Exercise description: Find how many lines below hold "unreachable", then state that number by itself.

Exercise inputs:

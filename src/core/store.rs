//! Amplitude storage for the three state representations.
//!
//! Exactly one variant is active for a register's whole life unless the
//! caller explicitly reconstructs (`change_to`). Everything here assumes the
//! operation queue has been synced; the register enforces that before any
//! amplitude read.

use crate::core::register::Representation;
use crate::core::utils::{dagger, kronecker_product, kronecker_vector, trace};
use ahash::AHashMap;
use ndarray::{Array1, Array2};
use num_complex::Complex64;

/// Amplitudes with squared magnitude below this are dropped from the sparse
/// bitwise map to bound its growth.
pub(crate) const AMP_EPS: f64 = 1e-10;

#[derive(Clone, Debug)]
pub(crate) enum StateStore {
    Vector(Array1<Complex64>),
    Density(Array2<Complex64>),
    Bitwise(AHashMap<u64, Complex64>),
}

impl StateStore {
    /// Builds the basis state `|init>` over `nqbits` qubits.
    pub(crate) fn new(representation: Representation, nqbits: usize, init: u64) -> Self {
        let dim = 1usize << nqbits;
        match representation {
            Representation::Vector => {
                let mut v = Array1::<Complex64>::zeros(dim);
                v[init as usize] = Complex64::new(1.0, 0.0);
                StateStore::Vector(v)
            }
            Representation::DensityMatrix => {
                let mut m = Array2::<Complex64>::zeros((dim, dim));
                m[[init as usize, init as usize]] = Complex64::new(1.0, 0.0);
                StateStore::Density(m)
            }
            Representation::BitwiseSparse => {
                let mut map = AHashMap::new();
                map.insert(init, Complex64::new(1.0, 0.0));
                StateStore::Bitwise(map)
            }
        }
    }

    pub(crate) fn representation(&self) -> Representation {
        match self {
            StateStore::Vector(_) => Representation::Vector,
            StateStore::Density(_) => Representation::DensityMatrix,
            StateStore::Bitwise(_) => Representation::BitwiseSparse,
        }
    }

    /// Applies a full-register operator: `U·v` or `U·ρ·U†`.
    pub(crate) fn apply_operator(&mut self, u: &Array2<Complex64>) {
        match self {
            StateStore::Vector(v) => *v = u.dot(&*v),
            StateStore::Density(rho) => *rho = u.dot(&*rho).dot(&dagger(u)),
            // The bitwise representation never queues operators.
            StateStore::Bitwise(_) => unreachable!("operator applied to bitwise state"),
        }
    }

    /// Direct access to the sparse amplitude map for the bitwise kernels.
    pub(crate) fn bitwise_mut(&mut self) -> &mut AHashMap<u64, Complex64> {
        match self {
            StateStore::Bitwise(map) => map,
            _ => unreachable!("bitwise kernel on matrix-backed state"),
        }
    }

    /// Σ|amplitude|² for vector forms, `Re(trace)` for the density matrix.
    pub(crate) fn norm(&self) -> f64 {
        match self {
            StateStore::Vector(v) => v.iter().map(|a| a.norm_sqr()).sum(),
            StateStore::Density(rho) => trace(rho).re,
            StateStore::Bitwise(map) => map.values().map(|a| a.norm_sqr()).sum(),
        }
    }

    /// Probability mass on basis states whose `mask` bit is 0.
    pub(crate) fn prob_zero(&self, mask: u64) -> f64 {
        match self {
            StateStore::Vector(v) => v
                .iter()
                .enumerate()
                .filter(|(i, _)| *i as u64 & mask == 0)
                .map(|(_, a)| a.norm_sqr())
                .sum(),
            StateStore::Density(rho) => rho
                .diag()
                .iter()
                .enumerate()
                .filter(|(i, _)| *i as u64 & mask == 0)
                .map(|(_, a)| a.re)
                .sum(),
            StateStore::Bitwise(map) => map
                .iter()
                .filter(|(&k, _)| k & mask == 0)
                .map(|(_, a)| a.norm_sqr())
                .sum(),
        }
    }

    /// Projects onto the subspace where the `mask` bit equals `one`, then
    /// renormalizes: amplitudes scale by `1/√p`, the density matrix by `1/p`
    /// so its trace returns to 1.
    pub(crate) fn project(&mut self, mask: u64, one: bool, p: f64) {
        match self {
            StateStore::Vector(v) => {
                let scale = Complex64::new(1.0 / p.sqrt(), 0.0);
                for (i, a) in v.iter_mut().enumerate() {
                    if (i as u64 & mask != 0) == one {
                        *a *= scale;
                    } else {
                        *a = Complex64::new(0.0, 0.0);
                    }
                }
            }
            StateStore::Density(rho) => {
                let scale = Complex64::new(1.0 / p, 0.0);
                for ((r, c), a) in rho.indexed_iter_mut() {
                    if (r as u64 & mask != 0) == one && (c as u64 & mask != 0) == one {
                        *a *= scale;
                    } else {
                        *a = Complex64::new(0.0, 0.0);
                    }
                }
            }
            StateStore::Bitwise(map) => {
                let scale = Complex64::new(1.0 / p.sqrt(), 0.0);
                map.retain(|&k, _| (k & mask != 0) == one);
                for a in map.values_mut() {
                    *a *= scale;
                }
            }
        }
    }

    /// Tensors `count` fresh qubits in state `|init>` onto the low end of the
    /// register.
    pub(crate) fn extend(&mut self, count: usize, init: u64) {
        match self {
            StateStore::Vector(v) => {
                let mut block = Array1::<Complex64>::zeros(1usize << count);
                block[init as usize] = Complex64::new(1.0, 0.0);
                *v = kronecker_vector(&*v, &block);
            }
            StateStore::Density(rho) => {
                let dim = 1usize << count;
                let mut block = Array2::<Complex64>::zeros((dim, dim));
                block[[init as usize, init as usize]] = Complex64::new(1.0, 0.0);
                *rho = kronecker_product(&*rho, &block);
            }
            StateStore::Bitwise(map) => {
                *map = map
                    .iter()
                    .map(|(&k, &a)| ((k << count) | init, a))
                    .collect();
            }
        }
    }

    /// Removes the least significant qubit.
    ///
    /// The vector form sums amplitude pairs differing only in that bit; the
    /// caller guarantees the bit is definite (measured) or separable. The
    /// density form is a partial trace over the matching-parity blocks.
    pub(crate) fn trace_out_last(&mut self) {
        match self {
            StateStore::Vector(v) => {
                let half = v.len() / 2;
                let mut out = Array1::<Complex64>::zeros(half);
                for (i, a) in v.iter().enumerate() {
                    out[i >> 1] += *a;
                }
                *v = out;
            }
            StateStore::Density(rho) => {
                let half = rho.nrows() / 2;
                let mut out = Array2::<Complex64>::zeros((half, half));
                for ((r, c), a) in rho.indexed_iter() {
                    if r % 2 == c % 2 {
                        out[[r >> 1, c >> 1]] += *a;
                    }
                }
                *rho = out;
            }
            StateStore::Bitwise(_) => unreachable!("bitwise ancillas are removed by key shift"),
        }
    }

    /// Drops the `count` least significant (measured) bits of every key.
    pub(crate) fn shift_right(&mut self, count: usize) {
        let map = self.bitwise_mut();
        *map = map.iter().map(|(&k, &a)| (k >> count, a)).collect();
    }

    /// Nonzero entries as `(row, col, value)`, ordered for stable output.
    /// Vector and bitwise forms report `col = 0`.
    pub(crate) fn nonzeros(&self) -> Vec<(usize, usize, Complex64)> {
        match self {
            StateStore::Vector(v) => v
                .iter()
                .enumerate()
                .filter(|(_, a)| a.norm() >= 1e-14)
                .map(|(i, &a)| (i, 0, a))
                .collect(),
            StateStore::Density(rho) => rho
                .indexed_iter()
                .filter(|(_, a)| a.norm() >= 1e-14)
                .map(|((r, c), &a)| (r, c, a))
                .collect(),
            StateStore::Bitwise(map) => {
                let mut entries: Vec<_> = map
                    .iter()
                    .filter(|(_, a)| a.norm() >= 1e-14)
                    .map(|(&k, &a)| (k as usize, 0, a))
                    .collect();
                entries.sort_by_key(|&(k, _, _)| k);
                entries
            }
        }
    }

    /// Rebuilds a store from a sparse coordinate list. Coordinates have been
    /// validated against `2^nqbits` by the caller.
    pub(crate) fn from_coordinates(
        representation: Representation,
        nqbits: usize,
        rows: &[usize],
        cols: &[usize],
        values: &[Complex64],
    ) -> Self {
        let dim = 1usize << nqbits;
        match representation {
            Representation::Vector => {
                let mut v = Array1::<Complex64>::zeros(dim);
                for (&row, &value) in rows.iter().zip(values) {
                    v[row] = value;
                }
                StateStore::Vector(v)
            }
            Representation::DensityMatrix => {
                let mut m = Array2::<Complex64>::zeros((dim, dim));
                for ((&row, &col), &value) in rows.iter().zip(cols).zip(values) {
                    m[[row, col]] = value;
                }
                StateStore::Density(m)
            }
            Representation::BitwiseSparse => {
                let map = rows
                    .iter()
                    .zip(values)
                    .map(|(&row, &value)| (row as u64, value))
                    .collect();
                StateStore::Bitwise(map)
            }
        }
    }
}

#[cfg(test)]
mod tests {
    use super::*;
    use approx::assert_relative_eq;
    use ndarray::array;

    fn c(re: f64, im: f64) -> Complex64 {
        Complex64::new(re, im)
    }

    #[test]
    fn fresh_stores_are_normalized() {
        for representation in [
            Representation::Vector,
            Representation::DensityMatrix,
            Representation::BitwiseSparse,
        ] {
            let store = StateStore::new(representation, 3, 5);
            assert_relative_eq!(store.norm(), 1.0);
            let entries = store.nonzeros();
            assert_eq!(entries.len(), 1);
            assert_eq!(entries[0].0, 5);
        }
    }

    #[test]
    fn prob_zero_reads_the_masked_bit() {
        let v = array![c(0.6, 0.0), c(0.0, 0.0), c(0.0, 0.8), c(0.0, 0.0)];
        let store = StateStore::Vector(v);
        // Mask for the most significant of 2 qubits.
        assert_relative_eq!(store.prob_zero(0b10), 0.36);
        assert_relative_eq!(store.prob_zero(0b01), 1.0);
    }

    #[test]
    fn projection_renormalizes_vector() {
        let h = 1.0 / 2f64.sqrt();
        let mut store = StateStore::Vector(array![c(h, 0.0), c(h, 0.0)]);
        store.project(1, false, 0.5);
        assert_relative_eq!(store.norm(), 1.0, epsilon = 1e-12);
        let entries = store.nonzeros();
        assert_eq!(entries.len(), 1);
        assert_eq!(entries[0].0, 0);
    }

    #[test]
    fn projection_scales_density_by_p() {
        let mut rho = Array2::<Complex64>::zeros((2, 2));
        rho[[0, 0]] = c(0.5, 0.0);
        rho[[1, 1]] = c(0.5, 0.0);
        let mut store = StateStore::Density(rho);
        store.project(1, true, 0.5);
        assert_relative_eq!(store.norm(), 1.0, epsilon = 1e-12);
    }

    #[test]
    fn extend_appends_low_qubits() {
        let mut store = StateStore::new(Representation::Vector, 1, 1);
        store.extend(2, 0b10);
        // |1> ⊗ |10> = |110> = index 6.
        assert_eq!(store.nonzeros(), vec![(6, 0, c(1.0, 0.0))]);

        let mut bw = StateStore::new(Representation::BitwiseSparse, 1, 1);
        bw.extend(2, 0b10);
        assert_eq!(bw.nonzeros(), vec![(6, 0, c(1.0, 0.0))]);
    }

    #[test]
    fn trace_out_last_halves_the_state() {
        let mut store = StateStore::new(Representation::Vector, 2, 0b10);
        store.trace_out_last();
        assert_eq!(store.nonzeros(), vec![(1, 0, c(1.0, 0.0))]);

        let mut rho = StateStore::new(Representation::DensityMatrix, 2, 0b11);
        rho.trace_out_last();
        assert_eq!(rho.nonzeros(), vec![(1, 1, c(1.0, 0.0))]);
        assert_relative_eq!(rho.norm(), 1.0);
    }

    #[test]
    fn coordinate_round_trip() {
        let store = StateStore::new(Representation::DensityMatrix, 1, 1);
        let entries = store.nonzeros();
        let rows: Vec<_> = entries.iter().map(|e| e.0).collect();
        let cols: Vec<_> = entries.iter().map(|e| e.1).collect();
        let values: Vec<_> = entries.iter().map(|e| e.2).collect();
        let rebuilt =
            StateStore::from_coordinates(Representation::DensityMatrix, 1, &rows, &cols, &values);
        assert_eq!(rebuilt.nonzeros(), entries);
    }
}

Exercise output: 3